Le groupe motopropulseur différent augmente aussi considérablement le coût par rapport au Shahed-136 mais il est toujours moins cher que les missiles de croisière traditionnels et que les missiles sol-air (SAM) qui seraient tirés contre lui.

Enfin, sa portée pourrait être réduite.

Bien qu’il ne soit pas clair si l’épave récupérée et présentée par Kiev était vraiment un Shahed-238 ou un dérivé de celui-ci, il est possible qu’une production russe d’un drone Shahed à réaction soit à l’ordre du jour.

Les forces russes en Ukraine semblent maintenant utiliser des drones tueurs contrôlés via une ligne de fibre optique filaire. Cette configuration offre une méthode de contrôle qui est à l’abri de la guerre électronique mais qui impose également certaines limitations à la manière dont le système peut être utilisé.

Une vue du drone avec la ligne de contrôle apparente de la fibre optique récupéré en Ukraine.

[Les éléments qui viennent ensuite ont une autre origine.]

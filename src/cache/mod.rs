// src/cache/mod.rs

//! Content-addressed incremental build state.

pub mod hash;
pub mod store;

pub use hash::compute_task_hash;
pub use store::{should_rebuild, ChecksumEntry, ChecksumStore, Checksums, CHECKSUM_FILE_NAME};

La bobine de ligne à fibre optique ferait 10,813 kilomètres de câble. Une extrémité de la ligne était liée à la section de contrôle principale du drone.

 

Il convient de ne pas oublier les munitions rodeuses Lancet 1 & 3 (charge utile de 1 & 3 kilos, portée de 40 et 70 kilomètres.)

La défense anti-drones

 

Parmi les mesures que l’Ukraine a déjà prises pour faire face à la menace représentée par les Shahed figurent les équipes de chasse aux drones équipées de projecteurs et de mitrailleuses lourdes. Les équipes de ce type sont spécialement formées et équipées pour faire face aux « petites » menaces aériennes à basse altitude qui peuvent être en nombre important.

 

Des exemples de solutions plus avancées incluent le système de contre-drone VAMPIRE (Vehicle Agnostic Modular Palletized ISR Rocket Equipment) fourni par les États-Unis, qui utilise des roquettes de 70 mm à guidage laser.